Interaction between pyrite and cysteine

LIU Jian-she(柳建设), WANG Zhao-hui(王兆慧), LI Bang-mei(李邦梅), ZHANG Yan-hua(张艳华)

School of Resources Processing and Bioengineering, Central South University, Changsha 410083, China

Received 13 September 2005; accepted 22 November 2005

Abstract: The adsorption mechanism of cysteine on pyrite was studied by amounts adsorbed, FTIR and XRD measurements.

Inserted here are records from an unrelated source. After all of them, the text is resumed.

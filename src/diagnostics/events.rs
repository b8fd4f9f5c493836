// SPDX-License-Identifier: MPL-2.0
//! Diagnostic event types.
//!
//! Every event belongs to one of a small number of kinds. None of them is
//! fatal: the code that raises an event has already recovered locally.

use chrono::{DateTime, Utc};
use std::fmt;

/// Category of a diagnostic event.
#[derive(Debug, Clone, Copy, PartialEq, Eq, Hash)]
pub enum DiagnosticKind {
    /// A required part of the page or catalog is absent, so a feature is disabled.
    ConfigurationMissing,
    /// A gallery id was requested that the catalog does not contain.
    LookupMiss,
    /// An image asset could not be read or decoded.
    AssetLoadFailure,
    /// A request was ignored because it did not apply to the current state
    /// (index out of range, no active gallery, unparseable thumbnail index).
    IgnoredRequest,
}

impl DiagnosticKind {
    /// Whether this kind is reported at error level.
    #[must_use]
    pub fn is_error(self) -> bool {
        matches!(self, Self::ConfigurationMissing | Self::AssetLoadFailure)
    }
}

impl fmt::Display for DiagnosticKind {
    fn fmt(&self, f: &mut fmt::Formatter<'_>) -> fmt::Result {
        let name = match self {
            Self::ConfigurationMissing => "configuration-missing",
            Self::LookupMiss => "lookup-miss",
            Self::AssetLoadFailure => "asset-load-failure",
            Self::IgnoredRequest => "ignored-request",
        };
        f.write_str(name)
    }
}

/// A single recorded diagnostic.
#[derive(Debug, Clone, PartialEq)]
pub struct DiagnosticEvent {
    pub timestamp: DateTime<Utc>,
    pub kind: DiagnosticKind,
    pub message: String,
}

impl DiagnosticEvent {
    #[must_use]
    pub fn new(kind: DiagnosticKind, message: impl Into<String>) -> Self {
        Self {
            timestamp: Utc::now(),
            kind,
            message: message.into(),
        }
    }
}

impl fmt::Display for DiagnosticEvent {
    fn fmt(&self, f: &mut fmt::Formatter<'_>) -> fmt::Result {
        write!(
            f,
            "{} [{}] {}",
            self.timestamp.format("%H:%M:%S%.3f"),
            self.kind,
            self.message
        )
    }
}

The results obtained by adsorption experiment suggest that as the mass ratio of mineral to cysteine m_p/m_c is greater than 5, the amounts adsorbed on mineral is stable after adsorption for 15 min and cysteine adsorbing with m_p/m_c shows the same tendency. It can be inferred by its Langmuir-type adsorption isotherm that chemical interaction governs the entire adsorption process. The results from FTIR and XRD prove that the functional groups of cysteine appear with blue shift of their characteristic adsorption peak in FTIR spectrum; meanwhile, the lattice constant obviously decreases and the widening of crystal planes such as (210), (220) and (211) is found after cysteine adsorbing on mineral.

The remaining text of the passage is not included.